A cell of e.m.f. $\epsilon$ and internal resistance $r$ is used to send current to an external resistance $R$. The expressions for the potential difference across the cell is :

• A. $\frac{\epsilon }{(R+r)}\times R$
• B. $\frac{\epsilon }{(R+r)}\times r$
• C. $\frac{\epsilon }{(R+r)}\times Rr$
• D. $\frac{\epsilon }{(R+r)}\times 2r$

Answer 1

Answer: (A)

$\frac{\epsilon }{(R+r)}\times R$

Batteries and cells have an internal resistance (r) which is measures in ohms. When electricity flows round a circuit the internal resistance of the cell itself resists the flow of current and so thermal (heat) energy is wasted in the cell itself.

$\epsilon =I(R+r)$
where,
$\epsilon$ = electromotive force in volts, V
I = current in amperes, A
R = resistance of the load in the circuit in ohms,
r = internal resistance of the cell in ohms.
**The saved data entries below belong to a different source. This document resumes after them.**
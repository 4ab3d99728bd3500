//! Per-activity detail retrieval under the API rate limit
//!
//! Strava allows 600 calls per 15 minutes. Detail calls are issued one at a
//! time with a fixed pause between them; there is no adaptive backoff.

use std::time::Duration;

use crate::auth::AuthManager;
use crate::error::{RecordIssue, Result};
use crate::replay::RawDump;
use crate::strava::{ActivityDetail, ActivitySummary};

/// A list-endpoint activity together with its detail fields
#[derive(Debug, Clone)]
pub struct EnrichedActivity {
  pub summary: ActivitySummary,
  /// None until enriched; `validate_batch` guarantees it is set afterwards
  pub detail: Option<ActivityDetail>,
}

impl EnrichedActivity {
  pub fn new(summary: ActivitySummary) -> Self {
    Self {
      summary,
      detail: None,
    }
  }

  pub fn id(&self) -> i64 {
    self.summary.id
  }
}

pub struct DetailEnricher {
  delay: Duration,
}

impl DetailEnricher {
  pub fn new(delay: Duration) -> Self {
    Self { delay }
  }

  /// One detail call per activity, sequentially. The first failure aborts.
  pub async fn enrich(
    &self,
    auth: &mut AuthManager,
    summaries: Vec<ActivitySummary>,
    dump: Option<&RawDump>,
  ) -> Result<Vec<EnrichedActivity>> {
    tracing::info!(count = summaries.len(), "Retrieving additional activity data");

    let mut enriched = Vec::with_capacity(summaries.len());

    for summary in summaries {
      let activity_id = summary.id;

      let (detail, raw) = auth
        .client()
        .get_activity(auth.access_token()?, activity_id)
        .await
        .inspect_err(|e| tracing::error!(activity_id, error = %e, "Activity detail request failed"))?;

      if let Some(dump) = dump {
        dump.write_detail(activity_id, &raw)?;
      }

      enriched.push(EnrichedActivity {
        summary,
        detail: Some(detail),
      });

      tokio::time::sleep(self.delay).await;
      auth.check_expiry().await?;
    }

    tracing::info!("Finished retrieving additional activity data");
    Ok(enriched)
  }
}

/// Make every record structurally complete before normalization.
///
/// A missing or mismatched detail block is replaced with an all-null one and
/// reported; the activity itself is kept.
pub fn validate_batch(batch: &mut [EnrichedActivity]) -> Vec<RecordIssue> {
  let mut issues = Vec::new();

  for activity in batch.iter_mut() {
    let id = activity.id();
    let valid = matches!(&activity.detail, Some(detail) if detail.id == id);

    if !valid {
      activity.detail = Some(ActivityDetail {
        id,
        ..ActivityDetail::default()
      });
      issues.push(RecordIssue::MalformedRecord {
        activity_id: id,
        field: "detail",
      });
    }
  }

  issues
}

#[cfg(test)]
mod tests {
  use super::*;
  use crate::error::PipelineError;
  use crate::strava::StravaError;
  use crate::test_utils::*;
  use mockito::Matcher;

  #[tokio::test]
  async fn test_enrich_merges_detail_by_id() {
    let mut server = mockito::Server::new_async().await;
    let _token = mock_token_endpoint(&mut server, far_future_ts(), 1).await;
    let d1 = mock_detail(&mut server, 1, Some("g1")).await;
    let d2 = mock_detail(&mut server, 2, None).await;

    let mut auth = test_auth_manager(&server);
    auth.refresh().await.unwrap();

    let summaries = vec![
      mock_summary(1, 1, "2024-03-01T10:00:00Z", 5000.0),
      mock_summary(2, 1, "2024-03-02T10:00:00Z", 5000.0),
    ];
    let enriched = DetailEnricher::new(Duration::ZERO)
      .enrich(&mut auth, summaries, None)
      .await
      .unwrap();

    assert_eq!(enriched.len(), 2);
    let first = enriched[0].detail.as_ref().unwrap();
    assert_eq!(first.id, 1);
    assert_eq!(first.gear.as_ref().map(|g| g.id.as_str()), Some("g1"));
    assert!(enriched[1].detail.as_ref().unwrap().gear.is_none());
    d1.assert_async().await;
    d2.assert_async().await;
  }

  #[tokio::test]
  async fn test_expired_token_refreshes_after_each_detail() {
    let mut server = mockito::Server::new_async().await;
    // already expired: every post-call check refreshes again
    let token = mock_token_endpoint(&mut server, 1_000, 3).await;
    let _d1 = mock_detail(&mut server, 1, None).await;
    let _d2 = mock_detail(&mut server, 2, None).await;

    let mut auth = test_auth_manager(&server);
    auth.refresh().await.unwrap();

    let summaries = vec![
      mock_summary(1, 1, "2024-03-01T10:00:00Z", 5000.0),
      mock_summary(2, 1, "2024-03-02T10:00:00Z", 5000.0),
    ];
    let enriched = DetailEnricher::new(Duration::ZERO)
      .enrich(&mut auth, summaries, None)
      .await
      .unwrap();

    assert_eq!(enriched.len(), 2);
    token.assert_async().await;
  }

  #[tokio::test]
  async fn test_pauses_after_each_detail() {
    let mut server = mockito::Server::new_async().await;
    let _token = mock_token_endpoint(&mut server, far_future_ts(), 1).await;
    let _d1 = mock_detail(&mut server, 1, None).await;
    let _d2 = mock_detail(&mut server, 2, None).await;
    let _d3 = mock_detail(&mut server, 3, None).await;

    let mut auth = test_auth_manager(&server);
    auth.refresh().await.unwrap();

    let summaries = vec![
      mock_summary(1, 1, "2024-03-01T10:00:00Z", 5000.0),
      mock_summary(2, 1, "2024-03-02T10:00:00Z", 5000.0),
      mock_summary(3, 1, "2024-03-03T10:00:00Z", 5000.0),
    ];
    let delay = Duration::from_millis(40);
    let start = tokio::time::Instant::now();
    DetailEnricher::new(delay)
      .enrich(&mut auth, summaries, None)
      .await
      .unwrap();

    assert!(start.elapsed() >= delay * 3);
  }

  #[tokio::test]
  async fn test_detail_failure_is_fatal() {
    let mut server = mockito::Server::new_async().await;
    let _token = mock_token_endpoint(&mut server, far_future_ts(), 1).await;
    server
      .mock("GET", "/api/v3/activities/5")
      .match_query(Matcher::Any)
      .with_status(429)
      .with_body(r#"{"message":"Rate Limit Exceeded"}"#)
      .create_async()
      .await;

    let mut auth = test_auth_manager(&server);
    auth.refresh().await.unwrap();

    let err = DetailEnricher::new(Duration::ZERO)
      .enrich(&mut auth, vec![mock_summary(5, 1, "2024-03-01T10:00:00Z", 5000.0)], None)
      .await
      .unwrap_err();

    assert!(matches!(
      err,
      PipelineError::Strava(StravaError::RemoteApi { status: 429, .. })
    ));
  }

  #[test]
  fn test_validate_fills_missing_detail_with_nulls() {
    let mut batch = vec![
      EnrichedActivity::new(mock_summary(1, 1, "2024-03-01T10:00:00Z", 5000.0)),
      EnrichedActivity {
        summary: mock_summary(2, 1, "2024-03-02T10:00:00Z", 5000.0),
        detail: Some(ActivityDetail {
          id: 2,
          calories: Some(300.0),
          ..ActivityDetail::default()
        }),
      },
      EnrichedActivity {
        summary: mock_summary(3, 1, "2024-03-03T10:00:00Z", 5000.0),
        detail: Some(ActivityDetail {
          id: 99,
          ..ActivityDetail::default()
        }),
      },
    ];

    let issues = validate_batch(&mut batch);

    assert_eq!(issues.len(), 2);
    assert_eq!(issues[0].activity_id(), 1);
    assert_eq!(issues[1].activity_id(), 3);
    assert!(batch.iter().all(|a| a.detail.as_ref().map(|d| d.id) == Some(a.id())));
    assert_eq!(batch[1].detail.as_ref().unwrap().calories, Some(300.0));
    assert!(batch[2].detail.as_ref().unwrap().calories.is_none());
  }
}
The above equation can be written as $I=\frac{\epsilon }{R+r}$.
Hence, the expression for the current drawn from the cell is $I=\frac{\epsilon }{R+r}$.

Ohm's law states that the current through a conductor between two points is directly proportional to the potential difference across the two points.

Introducing the constant of proportionality, the resistance, we arrive at the usual mathematical equation that describes this relationship: $I=\frac{V}{R}$,where, I is the current through the conductor in units of amperes, V is the potential difference measured across the conductor in units of volts, and R is the resistance of the conductor in units of ohms.

Therefore, $V=IR.$

Substituting the expression for I in the above equation, gives the total potential difference in the circuit. That is,

$V=\frac{\epsilon }{R+r}\times R$.

Hence, the potential difference across the cell is $V=\frac{\epsilon }{R+r}\times R$.